**Task material**
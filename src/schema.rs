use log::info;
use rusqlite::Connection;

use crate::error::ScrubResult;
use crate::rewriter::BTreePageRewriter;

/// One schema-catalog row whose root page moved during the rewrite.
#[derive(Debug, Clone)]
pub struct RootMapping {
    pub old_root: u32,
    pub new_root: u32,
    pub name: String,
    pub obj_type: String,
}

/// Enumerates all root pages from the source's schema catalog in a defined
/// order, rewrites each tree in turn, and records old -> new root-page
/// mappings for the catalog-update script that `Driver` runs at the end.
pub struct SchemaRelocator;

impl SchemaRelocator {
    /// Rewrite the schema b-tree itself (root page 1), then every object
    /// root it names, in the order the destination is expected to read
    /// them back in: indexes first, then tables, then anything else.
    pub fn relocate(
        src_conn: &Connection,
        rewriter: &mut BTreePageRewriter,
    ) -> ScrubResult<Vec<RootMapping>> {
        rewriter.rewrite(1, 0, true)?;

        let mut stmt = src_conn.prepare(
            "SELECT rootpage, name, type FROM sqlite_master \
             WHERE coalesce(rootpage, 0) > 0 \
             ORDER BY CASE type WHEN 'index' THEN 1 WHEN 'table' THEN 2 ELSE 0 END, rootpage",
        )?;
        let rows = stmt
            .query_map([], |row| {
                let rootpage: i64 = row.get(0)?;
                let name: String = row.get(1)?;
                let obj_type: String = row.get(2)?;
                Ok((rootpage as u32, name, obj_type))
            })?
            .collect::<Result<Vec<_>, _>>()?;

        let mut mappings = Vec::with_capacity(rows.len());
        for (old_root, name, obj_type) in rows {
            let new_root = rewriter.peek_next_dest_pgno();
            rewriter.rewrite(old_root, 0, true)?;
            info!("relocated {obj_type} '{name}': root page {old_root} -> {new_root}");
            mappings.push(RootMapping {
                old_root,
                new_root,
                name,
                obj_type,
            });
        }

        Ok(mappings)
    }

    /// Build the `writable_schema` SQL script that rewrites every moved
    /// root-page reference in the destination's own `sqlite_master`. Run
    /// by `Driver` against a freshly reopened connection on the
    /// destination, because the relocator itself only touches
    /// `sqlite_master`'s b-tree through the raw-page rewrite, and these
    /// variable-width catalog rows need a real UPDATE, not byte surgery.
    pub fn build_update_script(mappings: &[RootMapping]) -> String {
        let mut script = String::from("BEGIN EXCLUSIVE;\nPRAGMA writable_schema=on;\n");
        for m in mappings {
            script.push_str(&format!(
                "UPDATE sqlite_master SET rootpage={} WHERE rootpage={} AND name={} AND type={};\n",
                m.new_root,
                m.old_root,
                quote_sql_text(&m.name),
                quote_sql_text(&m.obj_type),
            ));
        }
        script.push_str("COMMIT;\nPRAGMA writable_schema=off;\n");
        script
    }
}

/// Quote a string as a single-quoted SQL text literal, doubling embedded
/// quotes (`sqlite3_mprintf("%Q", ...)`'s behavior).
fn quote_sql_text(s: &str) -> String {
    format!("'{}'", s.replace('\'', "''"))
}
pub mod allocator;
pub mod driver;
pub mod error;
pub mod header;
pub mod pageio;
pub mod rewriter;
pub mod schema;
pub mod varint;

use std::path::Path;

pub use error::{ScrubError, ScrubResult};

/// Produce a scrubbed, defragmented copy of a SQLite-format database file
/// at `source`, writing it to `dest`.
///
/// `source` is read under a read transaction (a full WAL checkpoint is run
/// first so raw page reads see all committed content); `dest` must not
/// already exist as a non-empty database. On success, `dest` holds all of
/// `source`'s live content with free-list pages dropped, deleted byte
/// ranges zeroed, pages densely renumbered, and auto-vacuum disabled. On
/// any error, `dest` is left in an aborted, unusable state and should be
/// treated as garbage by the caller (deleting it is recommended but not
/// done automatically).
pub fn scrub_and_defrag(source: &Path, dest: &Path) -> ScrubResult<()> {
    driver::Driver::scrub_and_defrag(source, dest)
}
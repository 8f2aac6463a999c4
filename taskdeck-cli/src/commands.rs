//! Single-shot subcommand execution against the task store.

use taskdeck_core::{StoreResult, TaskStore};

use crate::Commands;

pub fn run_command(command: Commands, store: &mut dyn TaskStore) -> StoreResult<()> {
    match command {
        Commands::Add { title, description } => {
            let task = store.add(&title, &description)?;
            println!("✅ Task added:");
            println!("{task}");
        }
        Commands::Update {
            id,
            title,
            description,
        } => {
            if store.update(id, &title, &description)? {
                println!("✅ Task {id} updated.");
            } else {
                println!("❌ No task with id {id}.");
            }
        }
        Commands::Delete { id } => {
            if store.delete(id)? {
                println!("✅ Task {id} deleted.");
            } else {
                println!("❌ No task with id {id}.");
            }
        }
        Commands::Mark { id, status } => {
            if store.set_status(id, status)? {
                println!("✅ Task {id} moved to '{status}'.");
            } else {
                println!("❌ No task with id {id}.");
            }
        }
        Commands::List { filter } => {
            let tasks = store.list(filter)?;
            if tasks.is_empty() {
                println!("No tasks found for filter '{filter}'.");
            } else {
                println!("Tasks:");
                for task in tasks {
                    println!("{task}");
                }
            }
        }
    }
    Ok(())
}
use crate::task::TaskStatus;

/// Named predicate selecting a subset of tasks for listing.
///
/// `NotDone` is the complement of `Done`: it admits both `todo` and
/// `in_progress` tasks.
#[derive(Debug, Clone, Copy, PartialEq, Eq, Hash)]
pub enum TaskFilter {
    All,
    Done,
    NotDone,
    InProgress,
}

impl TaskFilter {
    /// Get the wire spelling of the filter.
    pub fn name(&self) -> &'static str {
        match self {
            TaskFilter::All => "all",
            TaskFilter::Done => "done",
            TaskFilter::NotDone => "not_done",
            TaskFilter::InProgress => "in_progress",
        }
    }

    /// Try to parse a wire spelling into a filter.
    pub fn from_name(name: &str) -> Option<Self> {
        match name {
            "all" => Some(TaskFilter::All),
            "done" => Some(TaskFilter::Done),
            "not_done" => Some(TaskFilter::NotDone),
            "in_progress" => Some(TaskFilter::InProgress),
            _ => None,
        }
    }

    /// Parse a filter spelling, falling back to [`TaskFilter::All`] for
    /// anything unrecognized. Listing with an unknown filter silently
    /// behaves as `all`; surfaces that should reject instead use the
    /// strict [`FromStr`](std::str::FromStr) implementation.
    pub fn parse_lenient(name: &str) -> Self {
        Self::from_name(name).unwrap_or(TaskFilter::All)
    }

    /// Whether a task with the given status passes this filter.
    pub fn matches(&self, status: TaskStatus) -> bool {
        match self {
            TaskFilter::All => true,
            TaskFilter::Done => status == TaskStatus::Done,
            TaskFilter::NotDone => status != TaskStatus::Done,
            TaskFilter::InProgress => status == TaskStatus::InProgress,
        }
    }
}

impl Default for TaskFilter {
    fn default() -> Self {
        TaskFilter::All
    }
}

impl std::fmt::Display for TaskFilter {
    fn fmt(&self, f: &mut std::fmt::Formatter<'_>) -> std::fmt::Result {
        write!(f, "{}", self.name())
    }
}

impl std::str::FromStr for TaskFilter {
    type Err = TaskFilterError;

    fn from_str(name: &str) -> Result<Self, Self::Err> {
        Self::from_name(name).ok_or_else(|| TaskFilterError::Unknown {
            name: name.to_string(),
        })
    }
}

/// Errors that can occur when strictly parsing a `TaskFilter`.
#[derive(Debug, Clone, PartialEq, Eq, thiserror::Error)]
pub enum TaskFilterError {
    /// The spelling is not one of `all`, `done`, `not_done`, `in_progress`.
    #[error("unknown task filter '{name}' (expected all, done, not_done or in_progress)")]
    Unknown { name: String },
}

**What you should do**
Find the line with "let new_root = rewriter.peek_next_dest_pgno();" in the entries above. Retype it and each line after it, exactly, through the line with "first so raw", and stop there.

**Solution**
            let new_root = rewriter.peek_next_dest_pgno();
            rewriter.rewrite(old_root, 0, true)?;
            info!("relocated {obj_type} '{name}': root page {old_root} -> {new_root}");
            mappings.push(RootMapping {
                old_root,
                new_root,
                name,
                obj_type,
            });
        }

        Ok(mappings)
    }

    /// Build the `writable_schema` SQL script that rewrites every moved
    /// root-page reference in the destination's own `sqlite_master`. Run
    /// by `Driver` against a freshly reopened connection on the
    /// destination, because the relocator itself only touches
    /// `sqlite_master`'s b-tree through the raw-page rewrite, and these
    /// variable-width catalog rows need a real UPDATE, not byte surgery.
    pub fn build_update_script(mappings: &[RootMapping]) -> String {
        let mut script = String::from("BEGIN EXCLUSIVE;\nPRAGMA writable_schema=on;\n");
        for m in mappings {
            script.push_str(&format!(
                "UPDATE sqlite_master SET rootpage={} WHERE rootpage={} AND name={} AND type={};\n",
                m.new_root,
                m.old_root,
                quote_sql_text(&m.name),
                quote_sql_text(&m.obj_type),
            ));
        }
        script.push_str("COMMIT;\nPRAGMA writable_schema=off;\n");
        script
    }
}

/// Quote a string as a single-quoted SQL text literal, doubling embedded
/// quotes (`sqlite3_mprintf("%Q", ...)`'s behavior).
fn quote_sql_text(s: &str) -> String {
    format!("'{}'", s.replace('\'', "''"))
}
pub mod allocator;
pub mod driver;
pub mod error;
pub mod header;
pub mod pageio;
pub mod rewriter;
pub mod schema;
pub mod varint;

use std::path::Path;

pub use error::{ScrubError, ScrubResult};

/// Produce a scrubbed, defragmented copy of a SQLite-format database file
/// at `source`, writing it to `dest`.
///
/// `source` is read under a read transaction (a full WAL checkpoint is run
/// first so raw page reads see all committed content); `dest` must not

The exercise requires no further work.